First, in general, I love EHRs.  I love being able to tap into the database whenever I want to and from wherever I might be as long as I have access to the internet.  This greatly simplifies patient care ,and I think, improves it appreciably.  During a patient’s clinic visit, I can quickly look up a laboratory test result that I had not seen earlier.  If I can’t find the patient’s shadow chart, not to worry, as I can quickly get at whatever information I need such as the last clinic visit note.  I can also communicate more easily with other health care providers regarding the patient.  For example, I recently received an e-mail from a former patient who was requesting medical records for an upcoming clinic visit with a new doctor in another city.  The visit was to be in 2 days.  I was out of town.  So, I went on the internet, got into our patient database, reviewed the patient’s medical records, typed a summary for the new physician (an old friend of mine as it turned out) , including pertinent laboratory test results and sent the information by e-mail to the physician and to the patient.  I also had my office fax copies of the medical records from my shadow chart.  Who wouldn’t love EHRs?

Now, it would have been even nicer if we had in place an integrated EHR (or PHR as it is usually called) so that the new physician could just tap into the database himself and get whatever information he needed, but what we have in place now is the next best thing.  The big problem at the moment with integrated PHRs is the issue of confidentiality; how does one prevent unauthorized access to patient health data?  Even within my institution there is concern about use of e-mails with patients as being “insecure” communications, which is a legitimate concern.

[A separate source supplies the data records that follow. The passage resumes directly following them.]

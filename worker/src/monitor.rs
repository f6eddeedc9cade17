//! Metric and lifecycle event sinks
//!
//! The worker never talks to a metrics backend directly; everything goes
//! through the [`Monitor`] trait so that the core stays portable and tests
//! can capture emissions. The production implementation forwards counters,
//! measures, and lifecycle events to `tracing` with dedicated targets, which
//! the JSON log pipeline ships downstream.

use shared::LifecycleEvent;
use std::sync::Arc;
use tracing::{info, warn};

/// Sink for counters, measures, and lifecycle events.
pub trait Monitor: Send + Sync {
    /// Adds `n` to the named counter.
    fn count(&self, name: &str, n: u64);

    /// Records one sample of the named measure.
    fn measure(&self, name: &str, value: f64);

    /// Emits a lifecycle event record.
    fn log_event(&self, event: LifecycleEvent);

    /// Creates a monitor whose metric names are prefixed with `name`.
    fn child(&self, name: &str) -> Arc<dyn Monitor>;
}

/// Production monitor forwarding to `tracing`.
///
/// Counters and measures are emitted under the `metrics` target, lifecycle
/// events under the `events` target, so an env-filter can route them
/// independently of ordinary log lines.
pub struct TracingMonitor {
    prefix: String,
}

impl TracingMonitor {
    /// Creates an unprefixed root monitor.
    pub fn root() -> Arc<dyn Monitor> {
        Arc::new(Self {
            prefix: String::new(),
        })
    }

    fn scoped(&self, name: &str) -> String {
        if self.prefix.is_empty() {
            name.to_string()
        } else {
            format!("{}.{}", self.prefix, name)
        }
    }
}

impl Monitor for TracingMonitor {
    fn count(&self, name: &str, n: u64) {
        info!(target: "metrics", metric = %self.scoped(name), value = n, "count");
    }

    fn measure(&self, name: &str, value: f64) {
        info!(target: "metrics", metric = %self.scoped(name), value, "measure");
    }

    fn log_event(&self, event: LifecycleEvent) {
        match serde_json::to_string(&event) {
            Ok(json) => info!(target: "events", event = %json, "lifecycle event"),
            Err(e) => warn!("Failed to serialize lifecycle event: {}", e),
        }
    }

    fn child(&self, name: &str) -> Arc<dyn Monitor> {
        Arc::new(Self {
            prefix: self.scoped(name),
        })
    }
}
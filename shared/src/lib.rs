//! Shared data structures and utilities for the distributed job worker
//!
//! This crate contains common types used by the worker binary: the queue
//! wire format, worker configuration structures, lifecycle event types,
//! and small validation utilities.

pub mod api;
pub mod config;
pub mod defaults;
pub mod events;
pub mod utils;

// Re-export commonly used types for convenience
pub use api::{Claim, Task, TaskStatus};
pub use config::WorkerConfig;
pub use events::{EventType, LifecycleEvent};
pub use utils::validate_worker_id;

/// Result type alias used throughout the shared crate
pub type Result<T> = anyhow::Result<T>;

/// Common error types for the worker
#[derive(Debug, thiserror::Error)]
pub enum WorkerError {
    #[error("Configuration error: {0}")]
    Config(String),

    #[error("Queue error: {0}")]
    Queue(String),

    #[error("Device error: {0}")]
    Device(String),

    #[error("Task execution error: {0}")]
    TaskExecution(String),

    #[error("Validation error: {0}")]
    Validation(String),
}

#[cfg(test)]
mod tests;
//! Tests for the signal shutdown manager and the Unix host controller

use crate::host::{HostController, ShutdownIntent, ShutdownManager, SignalShutdownManager, UnixHost};
use std::time::Duration;

#[test]
fn test_no_signal_means_no_shutdown() {
    let manager = SignalShutdownManager::new(0);
    assert_eq!(manager.should_exit(), ShutdownIntent::None);
}

#[test]
fn test_signal_escalation() {
    let manager = SignalShutdownManager::new(0);

    manager.record_signal();
    assert_eq!(manager.should_exit(), ShutdownIntent::Graceful);

    manager.record_signal();
    assert_eq!(manager.should_exit(), ShutdownIntent::Immediate);

    // Further signals stay at the highest severity.
    manager.record_signal();
    assert_eq!(manager.should_exit(), ShutdownIntent::Immediate);
}

#[test]
fn test_idle_timeout_raises_graceful() {
    let manager = SignalShutdownManager::with_idle_timeout(Some(Duration::from_millis(50)));

    manager.on_idle();
    assert_eq!(manager.should_exit(), ShutdownIntent::None);

    std::thread::sleep(Duration::from_millis(80));
    assert_eq!(manager.should_exit(), ShutdownIntent::Graceful);
}

#[test]
fn test_working_resets_idle_clock() {
    let manager = SignalShutdownManager::with_idle_timeout(Some(Duration::from_millis(50)));

    manager.on_idle();
    std::thread::sleep(Duration::from_millis(30));
    manager.on_working();
    manager.on_idle();
    std::thread::sleep(Duration::from_millis(30));

    // Idleness was interrupted, so the timeout has not elapsed.
    assert_eq!(manager.should_exit(), ShutdownIntent::None);
}

#[test]
fn test_disabled_idle_timeout_never_fires() {
    let manager = SignalShutdownManager::new(0);
    manager.on_idle();
    std::thread::sleep(Duration::from_millis(30));
    assert_eq!(manager.should_exit(), ShutdownIntent::None);
}

#[test]
fn test_intent_ordering() {
    assert!(ShutdownIntent::None < ShutdownIntent::Graceful);
    assert!(ShutdownIntent::Graceful < ShutdownIntent::Immediate);
}

#[cfg(target_os = "linux")]
#[test]
fn test_unix_host_uptime() {
    let host = UnixHost::new();
    let uptime = host.uptime().unwrap();
    assert!(uptime > 0);
    assert_eq!(host.billing_cycle_uptime().unwrap(), uptime);
}
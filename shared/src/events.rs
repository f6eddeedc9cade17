//! Lifecycle event types emitted by the worker
//!
//! Every significant transition in a worker's life produces one of these
//! records: instance boot, readiness, per-task queue/start/finish, and the
//! final shutdown pair. Events are serialized with camelCase field names so
//! that downstream log pipelines see the same shape the queue uses.

use chrono::{DateTime, Duration, Utc};
use serde::{Deserialize, Serialize};

/// The kind of lifecycle transition an event records
#[derive(Debug, Clone, Copy, Serialize, Deserialize, PartialEq, Eq)]
#[serde(rename_all = "camelCase")]
pub enum EventType {
    /// The claimed task was queued (timestamped at task creation)
    TaskQueue,
    /// Handler execution is about to begin
    TaskStart,
    /// Handler execution returned, successfully or not
    TaskFinish,
    /// The host instance booted (timestamped at boot, not at emission)
    InstanceBoot,
    /// The worker finished startup and is polling for work
    WorkerReady,
    /// The worker is shutting the instance down
    InstanceShutdown,
    /// The worker process is exiting
    Exit,
}

/// One lifecycle event record
#[derive(Debug, Clone, Serialize, Deserialize, PartialEq)]
#[serde(rename_all = "camelCase")]
pub struct LifecycleEvent {
    pub event_type: EventType,
    pub worker_id: String,
    #[serde(default, skip_serializing_if = "Option::is_none")]
    pub task_id: Option<String>,
    #[serde(default, skip_serializing_if = "Option::is_none")]
    pub run_id: Option<u32>,
    pub timestamp: DateTime<Utc>,
}

impl LifecycleEvent {
    /// Creates a worker-scoped event timestamped now.
    pub fn new(event_type: EventType, worker_id: &str) -> Self {
        Self {
            event_type,
            worker_id: worker_id.to_string(),
            task_id: None,
            run_id: None,
            timestamp: Utc::now(),
        }
    }

    /// Creates a task-scoped event timestamped now.
    pub fn for_task(event_type: EventType, worker_id: &str, task_id: &str, run_id: u32) -> Self {
        Self {
            task_id: Some(task_id.to_string()),
            run_id: Some(run_id),
            ..Self::new(event_type, worker_id)
        }
    }

    /// Replaces the timestamp, for events that record a moment in the past
    /// (task creation, instance boot).
    pub fn at(mut self, timestamp: DateTime<Utc>) -> Self {
        self.timestamp = timestamp;
        self
    }

    /// Shifts the timestamp back by the given number of seconds.
    pub fn seconds_ago(self, seconds: u64) -> Self {
        let ts = Utc::now() - Duration::seconds(seconds as i64);
        self.at(ts)
    }
}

Yes, I truly love the electronic revolution with e-mails and EHRs except for one small thing.  I am still not sold on the idea of paperless offices and the use of computers WHILE interacting with patients.  It will take some doing to persuade me that shadow charts are not still useful.  I can’t actually remember when I last looked at a hospital chart, but I still rely on my shadow charts.  When I see a patient I want to talk to them, look them in the eyes, and not have my eyes focused on the computer.  I think my opposition to this new approach to patient care is legitimate if not less expensive for the institution (if one does not need to transcribe a note and if one doesn’t need to generate “paper,” it definitely saves money.  Maybe I’m just old fashioned?